Clear all kill flags on source register when folding a COPY.
This is necessary because the kills may now be out of order with the uses.

Diff Detail

Event Timeline

critson created this revision.Jul 27 2022, 4:14 AM
Herald added a project: Restricted Project. · View Herald TranscriptJul 27 2022, 4:14 AM
critson requested review of this revision.Jul 27 2022, 4:14 AM
Herald added a project: Restricted Project. · View Herald TranscriptJul 27 2022, 4:14 AM
foad added a comment.Jul 27 2022, 5:30 AM

So you start with this:

%2:sreg_64_xexec = COPY %1.sub0_sub1:sgpr_128
%3:sreg_64_xexec = COPY killed %1.sub2_sub3:sgpr_128
%4:sreg_64 = COPY %2:sreg_64_xexec

and folding %2 into %4 gives this:

%3:sreg_64_xexec = COPY killed %1.sub2_sub3:sgpr_128
%4:sreg_64 = COPY %1.sub0_sub1:sgpr_128

but now the killed flag on the RHS of %3 is wrong. How is this handled in the normal non-subreg case?
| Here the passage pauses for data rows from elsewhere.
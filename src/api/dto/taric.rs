//! DTOs for the TARIC link endpoint.

use regex::Regex;
use serde::Deserialize;
use std::sync::LazyLock;
use validator::Validate;

static TARIC_CODE_REGEX: LazyLock<Regex> = LazyLock::new(|| Regex::new(r"^[0-9]{6,10}$").unwrap());

/// `GET /api/taric-link?code=850760`
#[derive(Debug, Deserialize, Validate)]
pub struct TaricParams {
    #[serde(deserialize_with = "super::trim::string")]
    #[validate(regex(path = "*TARIC_CODE_REGEX", message = "Expected 6 to 10 digits"))]
    pub code: String,
}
foad added a comment.EditedJul 27 2022, 5:41 AM

Here's a test case that shows the same bug with no subregs involved:

---
name: fold_reg_kill
tracksRegLiveness: true
body: |
  bb.0:
    liveins: $sgpr0

    %0:sreg_32 = COPY $sgpr0
    %1:sreg_32 = COPY %0
    %2:sreg_32 = S_ADD_U32 killed %0, killed %0, implicit-def $scc
    %3:sreg_32 = COPY %1
    S_ENDPGM 0, implicit %2, implicit %3
...

I wonder why we never normally see this in practice?

I wonder why we never normally see this in practice?

Perhaps it is happening, but without the verifier enabled?

critson updated this revision to Diff 448023.Jul 27 2022, 6:03 AM
  • Generalise beyond subregister case
critson retitled this revision from [AMDGPU][SIFoldOperands] Clear kills when folding subreg COPY to [AMDGPU][SIFoldOperands] Clear kills when folding COPY.Jul 27 2022, 6:04 AM
critson edited the summary of this revision. (Show Details)
foad added a comment.Jul 27 2022, 8:26 AM

I wonder why we never normally see this in practice?

I think we only go into this code if there is a COPY of the result of another COPY. Perhaps these are normally copy-propagated by some other pass before we get here?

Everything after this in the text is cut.